---- Record set
//! Fluent query builder.
//!
//! ```
//! use querycraft::query::ast::Direction;
//! use querycraft::query::builder::QueryBuilder;
//!
//! let query = QueryBuilder::new("users")
//!     .filter(|p| {
//!         p.eq("status", "active").gte("age", 18_i64);
//!     })
//!     .order_by("created_at", Direction::Desc)
//!     .page(1, 25)
//!     .build()
//!     .expect("query builds");
//! assert_eq!(query.entity, "users");
//! ```

use thiserror::Error;

use crate::error::PipelineError;
use crate::query::ast::{
    AggregateFunction, AggregateSpec, AggregationSpec, Condition, Consistency, Direction, Filter,
    JoinSpec, JoinType, Literal, NullOrdering, Operator, Pagination, Query, SortSpec,
};
use crate::query::pipeline::{CompiledQuery, QueryCompiler};

/// Misuse of the builder.
#[derive(Debug, Error, Clone, PartialEq, Eq)]
pub enum BuilderError {
    /// Target entity name is empty.
    #[error("query entity must not be empty")]
    EmptyEntity,
    /// A predicate block or group emitted nothing.
    #[error("{0} block must emit at least one predicate")]
    EmptyPredicate(&'static str),
    /// `nulls` was called before any `order_by`.
    #[error("null ordering requires a preceding sort key")]
    NullsWithoutSort,
    /// `having` was called before any grouping or aggregate.
    #[error("HAVING requires group_by or an aggregate")]
    HavingWithoutAggregation,
    /// Compilation failed.
    #[error(transparent)]
    Pipeline(#[from] PipelineError),
}

/// Fluent builder for [`Query`].
#[derive(Clone, Debug)]
pub struct QueryBuilder {
    query: Query,
    error: Option<BuilderError>,
}

impl QueryBuilder {
    /// Starts a query over `entity`.
    pub fn new(entity: impl Into<String>) -> Self {
        let query = Query::new(entity);
        let error = query.entity.is_empty().then_some(BuilderError::EmptyEntity);
        Self { query, error }
    }

    fn record_error(&mut self, err: BuilderError) {
        if self.error.is_none() {
            self.error = Some(err);
        }
    }

    /// ANDs the predicates emitted by `build` into the filter.
    pub fn filter<F>(mut self, build: F) -> Self
    where
        F: FnOnce(&mut PredicateBuilder),
    {
        if self.error.is_some() {
            return self;
        }
        match PredicateBuilder::collect(PredicateMode::And, "filter", build) {
            Ok(expr) => self.query.filter = Some(append(self.query.filter.take(), expr)),
            Err(err) => self.record_error(err),
        }
        self
    }

    /// ANDs an already built filter tree into the filter.
    pub fn filter_tree(mut self, filter: Filter) -> Self {
        self.query.filter = Some(append(self.query.filter.take(), filter));
        self
    }

    /// Adds fields to the include list.
    pub fn select<I, S>(mut self, fields: I) -> Self
    where
        I: IntoIterator<Item = S>,
        S: Into<String>,
    {
        self.query
            .projection
            .include
            .extend(fields.into_iter().map(Into::into));
        self
    }

    /// Adds fields to the exclude list.
    pub fn exclude<I, S>(mut self, fields: I) -> Self
    where
        I: IntoIterator<Item = S>,
        S: Into<String>,
    {
        self.query
            .projection
            .exclude
            .extend(fields.into_iter().map(Into::into));
        self
    }

    /// Appends a sort key.
    pub fn order_by(mut self, field: impl Into<String>, direction: Direction) -> Self {
        let spec = match direction {
            Direction::Asc => SortSpec::asc(field),
            Direction::Desc => SortSpec::desc(field),
        };
        self.query.sort.push(spec);
        self
    }

    /// Sets null placement of the most recent sort key.
    pub fn nulls(mut self, nulls: NullOrdering) -> Self {
        match self.query.sort.last_mut() {
            Some(last) => last.nulls = nulls,
            None => self.record_error(BuilderError::NullsWithoutSort),
        }
        self
    }

    /// Requests a one-based page.
    pub fn page(mut self, page: u32, page_size: u32) -> Self {
        self.query.pagination = Some(Pagination::Page { page, page_size });
        self
    }

    /// Continues after a cursor handed out by a previous page.
    pub fn after(mut self, cursor: impl Into<String>, page_size: u32) -> Self {
        self.query.pagination = Some(Pagination::Cursor {
            cursor: cursor.into(),
            page_size,
        });
        self
    }

    fn aggregation(&mut self) -> &mut AggregationSpec {
        self.query.aggregation.get_or_insert_with(AggregationSpec::default)
    }

    /// Adds group-by fields.
    pub fn group_by<I, S>(mut self, fields: I) -> Self
    where
        I: IntoIterator<Item = S>,
        S: Into<String>,
    {
        self.aggregation()
            .group_by
            .extend(fields.into_iter().map(Into::into));
        self
    }

    /// Adds an aggregate output column.
    pub fn aggregate(
        mut self,
        function: AggregateFunction,
        field: impl Into<String>,
        alias: impl Into<String>,
    ) -> Self {
        self.aggregation()
            .aggregates
            .push(AggregateSpec::new(function, field, alias));
        self
    }

    /// Adds `COUNT(*) AS alias`.
    pub fn count(mut self, alias: impl Into<String>) -> Self {
        self.aggregation().aggregates.push(AggregateSpec::count(alias));
        self
    }

    /// Adds `PERCENTILE(field, rank) AS alias`.
    pub fn percentile(
        mut self,
        field: impl Into<String>,
        rank: f64,
        alias: impl Into<String>,
    ) -> Self {
        self.aggregation()
            .aggregates
            .push(AggregateSpec::percentile(field, rank, alias));
        self
    }

    /// ANDs the predicates emitted by `build` into HAVING.
    pub fn having<F>(mut self, build: F) -> Self
    where
        F: FnOnce(&mut PredicateBuilder),
    {
        if self.error.is_some() {
            return self;
        }
        let Some(aggregation) = self.query.aggregation.as_mut() else {
            self.record_error(BuilderError::HavingWithoutAggregation);
            return self;
        };
        match PredicateBuilder::collect(PredicateMode::And, "having", build) {
            Ok(expr) => aggregation.having = Some(append(aggregation.having.take(), expr)),
            Err(err) => self.record_error(err),
        }
        self
    }

    /// Inner join of `entity AS alias ON left_key = alias.right_key`.
    pub fn join(
        mut self,
        entity: impl Into<String>,
        alias: impl Into<String>,
        left_key: impl Into<String>,
        right_key: impl Into<String>,
    ) -> Self {
        self.query
            .joins
            .push(JoinSpec::inner(entity, alias, left_key, right_key));
        self
    }

    /// Left outer join of `entity AS alias ON left_key = alias.right_key`.
    pub fn left_join(
        mut self,
        entity: impl Into<String>,
        alias: impl Into<String>,
        left_key: impl Into<String>,
        right_key: impl Into<String>,
    ) -> Self {
        let mut spec = JoinSpec::inner(entity, alias, left_key, right_key);
        spec.join_type = JoinType::LeftOuter;
        self.query.joins.push(spec);
        self
    }

    /// Compilation deadline.
    pub fn timeout_ms(mut self, ms: u64) -> Self {
        self.query.options.timeout_ms = Some(ms);
        self
    }

    /// Requests the explain tree.
    pub fn explain(mut self) -> Self {
        self.query.options.explain = true;
        self
    }

    /// Requests the total match count.
    pub fn count_total(mut self) -> Self {
        self.query.options.count_total = true;
        self
    }

    /// Read consistency.
    pub fn consistency(mut self, consistency: Consistency) -> Self {
        self.query.options.consistency = consistency;
        self
    }

    /// Builds the query without compiling it.
    pub fn build(self) -> Result<Query, BuilderError> {
        match self.error {
            Some(err) => Err(err),
            None => Ok(self.query),
        }
    }

    /// Compiles the query for `backend`.
    pub fn compile(
        self,
        compiler: &QueryCompiler,
        backend: &str,
    ) -> Result<CompiledQuery, BuilderError> {
        let query = self.build()?;
        Ok(compiler.compile(&query, backend)?)
    }
}

fn append(existing: Option<Filter>, expr: Filter) -> Filter {
    match existing {
        Some(Filter::And(mut args)) => {
            args.push(expr);
            Filter::And(args)
        }
        Some(other) => Filter::And(vec![other, expr]),
        None => expr,
    }
}

#[derive(Clone, Copy, Debug)]
enum PredicateMode {
    And,
    Or,
}

/// Collects conditions for a filter or HAVING block.
pub struct PredicateBuilder {
    mode: PredicateMode,
    exprs: Vec<Filter>,
    error: Option<BuilderError>,
}

impl PredicateBuilder {
    fn with_mode(mode: PredicateMode) -> Self {
        Self {
            mode,
            exprs: Vec::new(),
            error: None,
        }
    }

    fn collect<F>(
        mode: PredicateMode,
        block: &'static str,
        build: F,
    ) -> Result<Filter, BuilderError>
    where
        F: FnOnce(&mut PredicateBuilder),
    {
        let mut nested = PredicateBuilder::with_mode(mode);
        build(&mut nested);
        if let Some(err) = nested.error {
            return Err(err);
        }
        nested.finish().ok_or(BuilderError::EmptyPredicate(block))
    }

    fn finish(self) -> Option<Filter> {
        match self.exprs.len() {
            0 => None,
            1 => self.exprs.into_iter().next(),
            _ => Some(match self.mode {
                PredicateMode::And => Filter::And(self.exprs),
                PredicateMode::Or => Filter::Or(self.exprs),
            }),
        }
    }

    fn push(&mut self, expr: impl Into<Filter>) -> &mut Self {
        if self.error.is_none() {
            self.exprs.push(expr.into());
        }
        self
    }

    fn group(
        &mut self,
        mode: PredicateMode,
        block: &'static str,
        build: impl FnOnce(&mut PredicateBuilder),
    ) -> Option<Filter> {
        match Self::collect(mode, block, build) {
            Ok(expr) => Some(expr),
            Err(err) => {
                if self.error.is_none() {
                    self.error = Some(err);
                }
                None
            }
        }
    }

    /// `field EQ value`.
    pub fn eq(&mut self, field: impl Into<String>, value: impl Into<Literal>) -> &mut Self {
        self.push(Condition::new(field, Operator::Eq, value))
    }

    /// `field NE value`.
    pub fn ne(&mut self, field: impl Into<String>, value: impl Into<Literal>) -> &mut Self {
        self.push(Condition::new(field, Operator::Ne, value))
    }

    /// `field LT value`.
    pub fn lt(&mut self, field: impl Into<String>, value: impl Into<Literal>) -> &mut Self {
        self.push(Condition::new(field, Operator::Lt, value))
    }

    /// `field LTE value`.
    pub fn lte(&mut self, field: impl Into<String>, value: impl Into<Literal>) -> &mut Self {
        self.push(Condition::new(field, Operator::Lte, value))
    }

    /// `field GT value`.
    pub fn gt(&mut self, field: impl Into<String>, value: impl Into<Literal>) -> &mut Self {
        self.push(Condition::new(field, Operator::Gt, value))
    }

    /// `field GTE value`.
    pub fn gte(&mut self, field: impl Into<String>, value: impl Into<Literal>) -> &mut Self {
        self.push(Condition::new(field, Operator::Gte, value))
    }

    /// `field IN (values...)`.
    pub fn in_list<I, T>(&mut self, field: impl Into<String>, values: I) -> &mut Self
    where
        I: IntoIterator<Item = T>,
        T: Into<Literal>,
    {
        self.push(Condition::with_values(field, Operator::In, values))
    }

    /// `field NOT_IN (values...)`.
    pub fn not_in<I, T>(&mut self, field: impl Into<String>, values: I) -> &mut Self
    where
        I: IntoIterator<Item = T>,
        T: Into<Literal>,
    {
        self.push(Condition::with_values(field, Operator::NotIn, values))
    }

    /// Substring (or list membership) match.
    pub fn contains(&mut self, field: impl Into<String>, value: impl Into<Literal>) -> &mut Self {
        self.push(Condition::new(field, Operator::Contains, value))
    }

    /// Prefix match.
    pub fn starts_with(
        &mut self,
        field: impl Into<String>,
        value: impl Into<Literal>,
    ) -> &mut Self {
        self.push(Condition::new(field, Operator::StartsWith, value))
    }

    /// Suffix match.
    pub fn ends_with(&mut self, field: impl Into<String>, value: impl Into<Literal>) -> &mut Self {
        self.push(Condition::new(field, Operator::EndsWith, value))
    }

    /// Regular-expression match.
    pub fn matches(&mut self, field: impl Into<String>, pattern: impl Into<String>) -> &mut Self {
        self.push(Condition::new(field, Operator::Matches, pattern.into()))
    }

    /// `field IS_NULL`.
    pub fn is_null(&mut self, field: impl Into<String>) -> &mut Self {
        self.push(Condition::unary(field, Operator::IsNull))
    }

    /// `field IS_NOT_NULL`.
    pub fn is_not_null(&mut self, field: impl Into<String>) -> &mut Self {
        self.push(Condition::unary(field, Operator::IsNotNull))
    }

    /// List field contains `value`.
    pub fn array_contains(
        &mut self,
        field: impl Into<String>,
        value: impl Into<Literal>,
    ) -> &mut Self {
        self.push(Condition::new(field, Operator::ArrayContains, value))
    }

    /// List field contains any of `values`.
    pub fn array_contains_any<I, T>(&mut self, field: impl Into<String>, values: I) -> &mut Self
    where
        I: IntoIterator<Item = T>,
        T: Into<Literal>,
    {
        self.push(Condition::with_values(field, Operator::ArrayContainsAny, values))
    }

    /// Adds a prebuilt condition, for example one marked case-insensitive.
    pub fn condition(&mut self, condition: Condition) -> &mut Self {
        self.push(condition)
    }

    /// Nested conjunction.
    pub fn all<F>(&mut self, build: F) -> &mut Self
    where
        F: FnOnce(&mut PredicateBuilder),
    {
        if let Some(expr) = self.group(PredicateMode::And, "all", build) {
            self.push(expr);
        }
        self
    }

    /// Nested disjunction.
    pub fn any<F>(&mut self, build: F) -> &mut Self
    where
        F: FnOnce(&mut PredicateBuilder),
    {
        if let Some(expr) = self.group(PredicateMode::Or, "any", build) {
            self.push(expr);
        }
        self
    }

    /// Negated conjunction of the emitted predicates.
    pub fn not<F>(&mut self, build: F) -> &mut Self
    where
        F: FnOnce(&mut PredicateBuilder),
    {
        if let Some(expr) = self.group(PredicateMode::And, "not", build) {
            self.push(Filter::not(expr));
        }
        self
    }
}
//! `.config` files and C headers.

use std::{
    env, fs,
    path::{Path, PathBuf},
    sync::LazyLock,
};

use regex::Regex;

use crate::{
    Kconfig, Result,
    error::Error,
    expr::{Item, SymbolId},
    menu::MenuItem,
    symbol::UserValue,
    tristate::{SymbolType, Tristate},
    util::{escape, unescape},
};

/// A complete quoted string value, with `\"` and `\\` escapes.
static STRING_LITERAL_RE: LazyLock<Regex> = LazyLock::new(|| {
    Regex::new(r#"^"((?:[^\\"]|\\.)*)"$"#).expect("Invalid string literal regex")
});

/// `$KCONFIG_CONFIG`, or `.config`.
pub fn standard_config_filename() -> PathBuf {
    env::var_os("KCONFIG_CONFIG")
        .filter(|v| !v.is_empty())
        .map(PathBuf::from)
        .unwrap_or_else(|| PathBuf::from(".config"))
}

/// One parsed `.config` line.
enum ConfLine<'a> {
    Set(&'a str, &'a str),
    Unset(&'a str),
    Ignored,
    Malformed,
}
--------
▶ _Task to carry out_: Your output must be the lines of the material above, from the first through the line that contains "fn record_error(&mut self, err: BuilderError)", copied exactly. Include both endpoints and nothing else.

▶ _Task solution_:
//! Fluent query builder.
//!
//! ```
//! use querycraft::query::ast::Direction;
//! use querycraft::query::builder::QueryBuilder;
//!
//! let query = QueryBuilder::new("users")
//!     .filter(|p| {
//!         p.eq("status", "active").gte("age", 18_i64);
//!     })
//!     .order_by("created_at", Direction::Desc)
//!     .page(1, 25)
//!     .build()
//!     .expect("query builds");
//! assert_eq!(query.entity, "users");
//! ```

use thiserror::Error;

use crate::error::PipelineError;
use crate::query::ast::{
    AggregateFunction, AggregateSpec, AggregationSpec, Condition, Consistency, Direction, Filter,
    JoinSpec, JoinType, Literal, NullOrdering, Operator, Pagination, Query, SortSpec,
};
use crate::query::pipeline::{CompiledQuery, QueryCompiler};

/// Misuse of the builder.
#[derive(Debug, Error, Clone, PartialEq, Eq)]
pub enum BuilderError {
    /// Target entity name is empty.
    #[error("query entity must not be empty")]
    EmptyEntity,
    /// A predicate block or group emitted nothing.
    #[error("{0} block must emit at least one predicate")]
    EmptyPredicate(&'static str),
    /// `nulls` was called before any `order_by`.
    #[error("null ordering requires a preceding sort key")]
    NullsWithoutSort,
    /// `having` was called before any grouping or aggregate.
    #[error("HAVING requires group_by or an aggregate")]
    HavingWithoutAggregation,
    /// Compilation failed.
    #[error(transparent)]
    Pipeline(#[from] PipelineError),
}

/// Fluent builder for [`Query`].
#[derive(Clone, Debug)]
pub struct QueryBuilder {
    query: Query,
    error: Option<BuilderError>,
}

impl QueryBuilder {
    /// Starts a query over `entity`.
    pub fn new(entity: impl Into<String>) -> Self {
        let query = Query::new(entity);
        let error = query.entity.is_empty().then_some(BuilderError::EmptyEntity);
        Self { query, error }
    }

    fn record_error(&mut self, err: BuilderError) {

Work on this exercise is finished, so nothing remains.